Action item :: Tell how many lines in these records contain the string "ProgressStyle", with only the number as the reply.
[Excerpted data Boundary: Start]
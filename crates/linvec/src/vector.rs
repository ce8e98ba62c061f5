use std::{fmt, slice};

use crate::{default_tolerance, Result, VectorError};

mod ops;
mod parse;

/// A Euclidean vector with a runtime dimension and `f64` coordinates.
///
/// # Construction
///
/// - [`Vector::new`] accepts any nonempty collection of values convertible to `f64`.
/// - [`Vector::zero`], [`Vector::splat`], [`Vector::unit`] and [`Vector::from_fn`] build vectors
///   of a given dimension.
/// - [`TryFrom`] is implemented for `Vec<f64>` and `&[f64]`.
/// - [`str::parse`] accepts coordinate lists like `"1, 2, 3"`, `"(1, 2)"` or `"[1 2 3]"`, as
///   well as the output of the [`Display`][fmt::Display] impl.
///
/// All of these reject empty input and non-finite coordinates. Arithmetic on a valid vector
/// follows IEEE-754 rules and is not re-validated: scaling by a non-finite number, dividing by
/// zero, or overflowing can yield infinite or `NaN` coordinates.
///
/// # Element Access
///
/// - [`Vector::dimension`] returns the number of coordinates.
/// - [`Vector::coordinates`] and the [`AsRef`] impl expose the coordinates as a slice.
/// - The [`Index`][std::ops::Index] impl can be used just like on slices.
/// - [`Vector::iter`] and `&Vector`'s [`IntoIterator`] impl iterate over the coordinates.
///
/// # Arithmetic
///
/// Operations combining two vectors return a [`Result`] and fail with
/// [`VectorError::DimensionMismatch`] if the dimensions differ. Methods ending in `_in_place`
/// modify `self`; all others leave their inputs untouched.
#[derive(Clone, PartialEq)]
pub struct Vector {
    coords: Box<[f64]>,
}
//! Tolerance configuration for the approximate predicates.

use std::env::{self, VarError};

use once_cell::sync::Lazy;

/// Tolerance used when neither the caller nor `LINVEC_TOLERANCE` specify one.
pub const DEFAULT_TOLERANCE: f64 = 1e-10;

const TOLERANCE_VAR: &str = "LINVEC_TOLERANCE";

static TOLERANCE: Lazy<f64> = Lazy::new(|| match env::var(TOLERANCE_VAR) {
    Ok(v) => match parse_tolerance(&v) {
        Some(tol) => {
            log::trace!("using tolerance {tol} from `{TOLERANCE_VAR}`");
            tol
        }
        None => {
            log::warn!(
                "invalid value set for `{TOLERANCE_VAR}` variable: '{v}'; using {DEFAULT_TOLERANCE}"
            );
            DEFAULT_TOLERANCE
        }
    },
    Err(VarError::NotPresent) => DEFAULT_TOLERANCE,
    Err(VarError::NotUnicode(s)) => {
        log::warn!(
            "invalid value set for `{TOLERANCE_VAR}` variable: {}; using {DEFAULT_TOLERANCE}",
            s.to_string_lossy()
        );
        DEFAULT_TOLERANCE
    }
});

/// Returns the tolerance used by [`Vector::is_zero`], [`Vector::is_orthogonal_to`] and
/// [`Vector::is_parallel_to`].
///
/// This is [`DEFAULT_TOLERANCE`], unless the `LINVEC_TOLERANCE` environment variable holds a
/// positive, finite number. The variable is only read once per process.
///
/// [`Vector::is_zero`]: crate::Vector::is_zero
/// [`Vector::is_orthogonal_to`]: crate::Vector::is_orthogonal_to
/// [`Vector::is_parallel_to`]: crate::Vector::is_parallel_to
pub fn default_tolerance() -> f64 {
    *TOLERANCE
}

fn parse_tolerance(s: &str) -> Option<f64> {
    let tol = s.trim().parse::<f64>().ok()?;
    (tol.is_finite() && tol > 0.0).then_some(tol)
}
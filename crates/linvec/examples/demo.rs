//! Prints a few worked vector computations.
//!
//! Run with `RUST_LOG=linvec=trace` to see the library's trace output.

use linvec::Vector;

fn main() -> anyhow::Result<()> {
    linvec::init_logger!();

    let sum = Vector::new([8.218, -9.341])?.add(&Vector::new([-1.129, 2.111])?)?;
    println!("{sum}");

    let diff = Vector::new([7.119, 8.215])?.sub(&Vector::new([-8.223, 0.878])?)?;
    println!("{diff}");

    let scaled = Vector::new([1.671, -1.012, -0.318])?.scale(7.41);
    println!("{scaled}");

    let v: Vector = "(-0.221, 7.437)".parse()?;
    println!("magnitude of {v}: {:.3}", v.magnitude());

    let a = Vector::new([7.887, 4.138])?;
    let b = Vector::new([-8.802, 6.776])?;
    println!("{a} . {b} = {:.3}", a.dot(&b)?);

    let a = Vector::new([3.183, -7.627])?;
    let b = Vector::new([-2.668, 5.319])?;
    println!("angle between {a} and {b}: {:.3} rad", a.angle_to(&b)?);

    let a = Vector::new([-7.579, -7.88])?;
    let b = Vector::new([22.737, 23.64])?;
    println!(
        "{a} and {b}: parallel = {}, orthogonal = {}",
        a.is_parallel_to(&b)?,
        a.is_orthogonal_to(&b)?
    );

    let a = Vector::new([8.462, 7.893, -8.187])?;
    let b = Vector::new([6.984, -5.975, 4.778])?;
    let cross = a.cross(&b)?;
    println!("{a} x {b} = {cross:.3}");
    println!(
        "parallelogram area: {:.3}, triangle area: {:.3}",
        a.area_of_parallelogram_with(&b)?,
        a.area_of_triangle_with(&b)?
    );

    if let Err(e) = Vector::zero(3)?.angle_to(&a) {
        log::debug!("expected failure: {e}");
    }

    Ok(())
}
[Excerpted data Boundary: End]
[Excerpted data Boundary: Start]
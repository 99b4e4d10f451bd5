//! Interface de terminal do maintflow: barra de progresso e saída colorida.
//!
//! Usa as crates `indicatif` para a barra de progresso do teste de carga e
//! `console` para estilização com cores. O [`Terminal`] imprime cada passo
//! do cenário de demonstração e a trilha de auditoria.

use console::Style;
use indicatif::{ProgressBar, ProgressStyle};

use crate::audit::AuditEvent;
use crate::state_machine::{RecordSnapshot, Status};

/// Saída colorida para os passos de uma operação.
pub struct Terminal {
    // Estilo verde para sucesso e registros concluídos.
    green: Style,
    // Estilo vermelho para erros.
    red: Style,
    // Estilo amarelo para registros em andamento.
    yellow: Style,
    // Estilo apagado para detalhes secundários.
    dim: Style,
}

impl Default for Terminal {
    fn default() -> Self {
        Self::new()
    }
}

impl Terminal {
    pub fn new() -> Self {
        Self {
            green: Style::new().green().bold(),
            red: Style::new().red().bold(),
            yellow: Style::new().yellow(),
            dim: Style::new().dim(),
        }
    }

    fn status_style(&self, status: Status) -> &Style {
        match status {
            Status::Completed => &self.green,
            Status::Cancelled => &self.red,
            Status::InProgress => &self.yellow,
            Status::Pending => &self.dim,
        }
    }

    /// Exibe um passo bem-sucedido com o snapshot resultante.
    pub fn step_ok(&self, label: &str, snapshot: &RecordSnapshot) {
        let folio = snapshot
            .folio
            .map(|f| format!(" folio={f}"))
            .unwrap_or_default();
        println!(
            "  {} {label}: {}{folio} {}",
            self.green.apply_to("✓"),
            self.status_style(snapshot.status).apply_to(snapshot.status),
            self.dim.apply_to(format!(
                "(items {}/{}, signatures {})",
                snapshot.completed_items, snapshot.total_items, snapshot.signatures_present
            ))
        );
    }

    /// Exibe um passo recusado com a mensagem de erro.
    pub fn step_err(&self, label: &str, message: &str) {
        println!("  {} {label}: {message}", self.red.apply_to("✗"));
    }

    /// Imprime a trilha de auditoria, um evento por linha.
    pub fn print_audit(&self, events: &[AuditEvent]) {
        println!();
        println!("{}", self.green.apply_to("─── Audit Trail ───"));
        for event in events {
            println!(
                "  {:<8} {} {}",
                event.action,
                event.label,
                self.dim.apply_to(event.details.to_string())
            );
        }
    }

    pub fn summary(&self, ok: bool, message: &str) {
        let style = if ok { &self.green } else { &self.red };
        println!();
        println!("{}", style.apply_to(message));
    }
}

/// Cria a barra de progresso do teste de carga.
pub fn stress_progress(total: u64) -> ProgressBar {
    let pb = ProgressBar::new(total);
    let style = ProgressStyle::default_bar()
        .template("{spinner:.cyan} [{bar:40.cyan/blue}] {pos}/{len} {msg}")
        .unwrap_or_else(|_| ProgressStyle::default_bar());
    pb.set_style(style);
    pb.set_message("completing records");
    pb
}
[Excerpted data Boundary: End]
Response to the task :: 3